Yuliya Ippolitovna Solntseva (Ю́лия Ипполи́товна Со́лнцева; born Yuliya Ippolitovna Peresvetova; 7 August 1901 - 28 October 1989) was a Soviet actress and film director. As an actress, she is known for starring in the silent sci-fi classic Aelita (1924). She is the first female winner of the Cannes Film Festival Award for Best Director in the 20th century and the first woman to win a directing prize at any of the major European film festivals, for the film Chronicle of Flaming Years (1961), a war drama about Soviet resistance to Nazi occupation in 1941.

==Biography==
She was born on in Moscow into the family of Ippolit Peresvetov and Valentina Timokhina. Her mother worked as a senior cashier at the Muir and Maryliz Trading House (now TsUM).
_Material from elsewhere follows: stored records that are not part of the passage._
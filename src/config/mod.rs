//! Configuration management subsystem.
//!
//! # Data Flow
//! ```text
//! config file (TOML)
//!     → loader.rs (parse & deserialize)
//!     → validation.rs (semantic checks)
//!     → RuntimeConfig (validated, immutable)
//!     → ServiceRuntime::from_config / init_logging
//! ```
//!
//! # Design Decisions
//! - All fields have defaults to allow minimal (or empty) configs
//! - Validation separates syntactic (serde) from semantic checks

pub mod loader;
pub mod schema;
pub mod validation;

pub use loader::{load_config, parse_config, ConfigError};
pub use schema::{ObservabilityConfig, RuntimeConfig, ShutdownConfig};
pub use validation::{validate_config, ValidationError};
pub mod application;
pub mod config;
pub mod domain;
pub mod http;
pub mod infrastructure;
use std::fmt;
use std::str::FromStr;

use chrono::{DateTime, Utc};
use serde::{Deserialize, Serialize};

#[derive(Debug, Clone, Copy, Default, Serialize, Deserialize, PartialEq, Eq, Hash)]
pub enum TodoStatus {
    #[default]
    #[serde(rename = "todo")]
    Todo,
    #[serde(rename = "in progress")]
    InProgress,
    #[serde(rename = "complete")]
    Complete,
}

impl TodoStatus {
    pub fn as_str(&self) -> &'static str {
        match self {
            TodoStatus::Todo => "todo",
            TodoStatus::InProgress => "in progress",
            TodoStatus::Complete => "complete",
        }
    }
}

impl fmt::Display for TodoStatus {
    fn fmt(&self, f: &mut fmt::Formatter<'_>) -> fmt::Result { f.write_str(self.as_str()) }
}

#[derive(Debug, Clone, PartialEq, Eq, thiserror::Error)]
#[error("invalid todo status `{0}` (expected one of: todo, in progress, complete)")]
pub struct ParseStatusError(pub String);

impl FromStr for TodoStatus {
    type Err = ParseStatusError;

    fn from_str(s: &str) -> Result<Self, Self::Err> {
        match s {
            "todo" => Ok(TodoStatus::Todo),
            "in progress" => Ok(TodoStatus::InProgress),
            "complete" => Ok(TodoStatus::Complete),
            other => Err(ParseStatusError(other.to_string())),
        }
    }
}

/// The payload stored for every todo.
///
/// Dates are held at whole-second precision so the persisted form round-trips
/// without loss.
#[derive(Debug, Clone, Serialize, Deserialize, PartialEq, Eq)]
pub struct Todo {
    pub name: String,
    pub status: TodoStatus,
    #[serde(with = "timestamp")]
    pub created_date: DateTime<Utc>,
    #[serde(with = "timestamp")]
    pub updated_date: DateTime<Utc>,
}

/// A todo together with its full store key.
#[derive(Debug, Clone, Serialize, Deserialize, PartialEq, Eq)]
pub struct TodoDocument {
    pub id: String,
    pub value: Todo,
}

/// Result envelope for listing and searching.
#[derive(Debug, Clone, Serialize, Deserialize, PartialEq, Eq, Default)]
pub struct Todos {
    pub total: u64,
    pub documents: Vec<TodoDocument>,
}

#[derive(Debug, Clone, Deserialize, Default)]
pub struct CreateTodo {
    #[serde(default)]
    pub id: Option<String>,
    #[serde(default)]
    pub name: Option<String>,
}

#[derive(Debug, Clone, Deserialize)]
pub struct UpdateTodo {
    pub status: TodoStatus,
}

/// `YYYY-MM-DDTHH:MM:SSZ` (de)serialization for UTC timestamps.
pub mod timestamp {
    use chrono::{DateTime, NaiveDateTime, Utc};
    use serde::{Deserialize, Deserializer, Serializer};

    pub const FORMAT: &str = "%Y-%m-%dT%H:%M:%SZ";

    pub fn format(dt: &DateTime<Utc>) -> String { dt.format(FORMAT).to_string() }

    /// Parses the canonical form, falling back to RFC 3339 for documents
    /// written with an explicit offset or fractional seconds.
    pub fn parse(s: &str) -> Result<DateTime<Utc>, chrono::ParseError> {
        match NaiveDateTime::parse_from_str(s, FORMAT) {
            Ok(naive) => Ok(naive.and_utc()),
            Err(err) => DateTime::parse_from_rfc3339(s)
                .map(|dt| dt.with_timezone(&Utc))
                .map_err(|_| err),
        }
    }

    pub fn serialize<S: Serializer>(dt: &DateTime<Utc>, serializer: S) -> Result<S::Ok, S::Error> {
        serializer.serialize_str(&format(dt))
    }

    pub fn deserialize<'de, D: Deserializer<'de>>(deserializer: D) -> Result<DateTime<Utc>, D::Error> {
        let raw = String::deserialize(deserializer)?;
        parse(&raw).map_err(serde::de::Error::custom)
    }
}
Yuliya and her brother were left without parents early in the care of their grandfather and grandmother.

After moving to St. Petersburg, where her grandfather was transferred, she studied at the gymnasium. Here she became interested in theater, played in an amateur studio.

She studied at the Faculty of History and Philology of Moscow University, but left her studies and entered acting courses at the State Institute of Musical Drama (now GITIS).

After graduating from the institute in 1922, she received an invitation to the Moscow Kamerny Theatre under the direction of Alexander Tairov, where her career began, but soon left the theater to work in cinema. In 1924, she played the title roles in two films: she played Aelita the Queen of Mars in the film of the same name by Yakov Protazanov and Zina Vesenina in the comedy The Cigarette Girl from Mosselprom by Yuri Zhelyabuzhsky. “In Yakov Protazanov’s Aelita, Solntsev’s debutante from the troupe of the Tairov Kamerny Theater smashed the futuristic geometry of Mars with uneven breathing towards a stray engineer from Earth”.

Since 1929, she worked as an assistant director at the studios of All-Ukrainian Photo Cinema Administration, the Moscow film factory Soyuzkino (later Mosfilm) and the Kiev film factory (later the Kiev film studio). Since 1939, she staged films as a director: at first, together with her husband Alexander Dovzhenko, after his death, on her own. Some of the films were based on unrealized screenplays of her husband.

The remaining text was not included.